**ACTIVITY**
Copy the data precisely, keeping every character.

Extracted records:
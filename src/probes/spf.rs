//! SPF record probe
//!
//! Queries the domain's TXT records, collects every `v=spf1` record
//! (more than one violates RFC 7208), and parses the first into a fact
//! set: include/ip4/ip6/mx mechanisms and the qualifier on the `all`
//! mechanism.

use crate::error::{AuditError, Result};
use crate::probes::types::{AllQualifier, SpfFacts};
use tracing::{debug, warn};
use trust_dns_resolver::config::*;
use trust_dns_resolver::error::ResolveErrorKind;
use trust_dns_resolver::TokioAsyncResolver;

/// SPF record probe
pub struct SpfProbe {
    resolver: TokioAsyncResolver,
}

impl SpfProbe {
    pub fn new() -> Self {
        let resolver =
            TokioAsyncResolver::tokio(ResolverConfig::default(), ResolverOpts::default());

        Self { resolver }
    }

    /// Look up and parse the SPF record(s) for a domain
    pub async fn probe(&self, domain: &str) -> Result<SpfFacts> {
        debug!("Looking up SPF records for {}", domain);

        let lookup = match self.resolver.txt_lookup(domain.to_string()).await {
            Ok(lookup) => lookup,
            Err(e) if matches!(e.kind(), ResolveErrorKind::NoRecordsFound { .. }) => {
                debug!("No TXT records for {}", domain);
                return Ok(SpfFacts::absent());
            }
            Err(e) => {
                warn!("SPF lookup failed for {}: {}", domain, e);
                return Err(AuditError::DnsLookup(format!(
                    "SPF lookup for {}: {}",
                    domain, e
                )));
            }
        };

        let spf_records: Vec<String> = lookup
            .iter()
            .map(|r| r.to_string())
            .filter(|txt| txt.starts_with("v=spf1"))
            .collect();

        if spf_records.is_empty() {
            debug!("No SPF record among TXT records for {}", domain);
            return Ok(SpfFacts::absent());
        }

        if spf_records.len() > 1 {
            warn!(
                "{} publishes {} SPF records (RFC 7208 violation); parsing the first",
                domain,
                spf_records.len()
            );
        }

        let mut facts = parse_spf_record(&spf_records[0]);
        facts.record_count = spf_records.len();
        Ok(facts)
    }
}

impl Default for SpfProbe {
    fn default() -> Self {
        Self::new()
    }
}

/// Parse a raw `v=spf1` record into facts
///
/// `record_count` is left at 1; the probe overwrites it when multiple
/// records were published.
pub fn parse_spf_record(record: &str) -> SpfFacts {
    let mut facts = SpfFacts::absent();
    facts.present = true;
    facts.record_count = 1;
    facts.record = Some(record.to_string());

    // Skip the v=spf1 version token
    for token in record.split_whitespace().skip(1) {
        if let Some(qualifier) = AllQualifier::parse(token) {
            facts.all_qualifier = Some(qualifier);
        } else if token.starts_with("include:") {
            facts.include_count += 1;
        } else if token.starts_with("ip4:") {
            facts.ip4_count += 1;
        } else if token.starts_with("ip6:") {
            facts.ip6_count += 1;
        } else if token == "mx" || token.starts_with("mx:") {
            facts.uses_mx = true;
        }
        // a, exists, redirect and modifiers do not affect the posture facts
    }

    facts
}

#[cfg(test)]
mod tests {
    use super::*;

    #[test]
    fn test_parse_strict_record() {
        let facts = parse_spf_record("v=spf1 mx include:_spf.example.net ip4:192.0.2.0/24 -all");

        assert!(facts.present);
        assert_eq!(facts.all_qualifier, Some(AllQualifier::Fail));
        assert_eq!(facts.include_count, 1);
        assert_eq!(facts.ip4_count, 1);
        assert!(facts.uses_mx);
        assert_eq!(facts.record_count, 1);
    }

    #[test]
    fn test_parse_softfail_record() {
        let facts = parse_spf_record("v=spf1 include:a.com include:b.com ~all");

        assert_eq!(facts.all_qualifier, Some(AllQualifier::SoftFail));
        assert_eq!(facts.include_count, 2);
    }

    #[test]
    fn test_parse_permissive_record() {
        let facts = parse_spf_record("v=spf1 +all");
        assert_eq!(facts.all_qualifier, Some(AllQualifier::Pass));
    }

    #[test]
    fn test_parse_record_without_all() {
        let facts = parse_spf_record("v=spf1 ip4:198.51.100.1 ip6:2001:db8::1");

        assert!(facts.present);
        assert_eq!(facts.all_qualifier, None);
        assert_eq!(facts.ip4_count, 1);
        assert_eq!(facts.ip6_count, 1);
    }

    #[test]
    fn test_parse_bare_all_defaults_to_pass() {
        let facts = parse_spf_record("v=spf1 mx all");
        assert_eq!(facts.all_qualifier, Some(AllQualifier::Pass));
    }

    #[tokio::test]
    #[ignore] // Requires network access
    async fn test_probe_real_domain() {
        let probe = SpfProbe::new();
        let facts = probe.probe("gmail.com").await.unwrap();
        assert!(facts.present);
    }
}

**EXERCISE OUTPUT**
filename src/probes/spf.rs
//! SPF record probe
//!
//! Queries the domain's TXT records, collects every `v=spf1` record
//! (more than one violates RFC 7208), and parses the first into a fact
//! set: include/ip4/ip6/mx mechanisms and the qualifier on the `all`
//! mechanism.

use crate::error::{AuditError, Result};
use crate::probes::types::{AllQualifier, SpfFacts};
use tracing::{debug, warn};
use trust_dns_resolver::config::*;
use trust_dns_resolver::error::ResolveErrorKind;
use trust_dns_resolver::TokioAsyncResolver;

/// SPF record probe
pub struct SpfProbe {
    resolver: TokioAsyncResolver,
}

impl SpfProbe {
    pub fn new() -> Self {
        let resolver =
            TokioAsyncResolver::tokio(ResolverConfig::default(), ResolverOpts::default());

        Self { resolver }
    }

    /// Look up and parse the SPF record(s) for a domain
    pub async fn probe(&self, domain: &str) -> Result<SpfFacts> {
        debug!("Looking up SPF records for {}", domain);

        let lookup = match self.resolver.txt_lookup(domain.to_string()).await {
            Ok(lookup) => lookup,
            Err(e) if matches!(e.kind(), ResolveErrorKind::NoRecordsFound { .. }) => {
                debug!("No TXT records for {}", domain);
                return Ok(SpfFacts::absent());
            }
            Err(e) => {
                warn!("SPF lookup failed for {}: {}", domain, e);
                return Err(AuditError::DnsLookup(format!(
                    "SPF lookup for {}: {}",
                    domain, e
                )));
            }
        };

        let spf_records: Vec<String> = lookup
            .iter()
            .map(|r| r.to_string())
            .filter(|txt| txt.starts_with("v=spf1"))
            .collect();

        if spf_records.is_empty() {
            debug!("No SPF record among TXT records for {}", domain);
            return Ok(SpfFacts::absent());
        }

        if spf_records.len() > 1 {
            warn!(
                "{} publishes {} SPF records (RFC 7208 violation); parsing the first",
                domain,
                spf_records.len()
            );
        }

        let mut facts = parse_spf_record(&spf_records[0]);
        facts.record_count = spf_records.len();
        Ok(facts)
    }
}

impl Default for SpfProbe {
    fn default() -> Self {
        Self::new()
    }
}

/// Parse a raw `v=spf1` record into facts
///
/// `record_count` is left at 1; the probe overwrites it when multiple
/// records were published.
pub fn parse_spf_record(record: &str) -> SpfFacts {
    let mut facts = SpfFacts::absent();
    facts.present = true;
    facts.record_count = 1;
    facts.record = Some(record.to_string());

    // Skip the v=spf1 version token
    for token in record.split_whitespace().skip(1) {
        if let Some(qualifier) = AllQualifier::parse(token) {
            facts.all_qualifier = Some(qualifier);
        } else if token.starts_with("include:") {
            facts.include_count += 1;
        } else if token.starts_with("ip4:") {
            facts.ip4_count += 1;
        } else if token.starts_with("ip6:") {
            facts.ip6_count += 1;
        } else if token == "mx" || token.starts_with("mx:") {
            facts.uses_mx = true;
        }
        // a, exists, redirect and modifiers do not affect the posture facts
    }

    facts
}

#[cfg(test)]
mod tests {
    use super::*;

    #[test]
    fn test_parse_strict_record() {
        let facts = parse_spf_record("v=spf1 mx include:_spf.example.net ip4:192.0.2.0/24 -all");

        assert!(facts.present);
        assert_eq!(facts.all_qualifier, Some(AllQualifier::Fail));
        assert_eq!(facts.include_count, 1);
        assert_eq!(facts.ip4_count, 1);
        assert!(facts.uses_mx);
        assert_eq!(facts.record_count, 1);
    }

    #[test]
    fn test_parse_softfail_record() {
        let facts = parse_spf_record("v=spf1 include:a.com include:b.com ~all");

        assert_eq!(facts.all_qualifier, Some(AllQualifier::SoftFail));
        assert_eq!(facts.include_count, 2);
    }

    #[test]
    fn test_parse_permissive_record() {
        let facts = parse_spf_record("v=spf1 +all");
        assert_eq!(facts.all_qualifier, Some(AllQualifier::Pass));
    }

    #[test]
    fn test_parse_record_without_all() {
        let facts = parse_spf_record("v=spf1 ip4:198.51.100.1 ip6:2001:db8::1");

        assert!(facts.present);
        assert_eq!(facts.all_qualifier, None);
        assert_eq!(facts.ip4_count, 1);
        assert_eq!(facts.ip6_count, 1);
    }

    #[test]
    fn test_parse_bare_all_defaults_to_pass() {
        let facts = parse_spf_record("v=spf1 mx all");
        assert_eq!(facts.all_qualifier, Some(AllQualifier::Pass));
    }

    #[tokio::test]
    #[ignore] // Requires network access
    async fn test_probe_real_domain() {
        let probe = SpfProbe::new();
        let facts = probe.probe("gmail.com").await.unwrap();
        assert!(facts.present);
    }
}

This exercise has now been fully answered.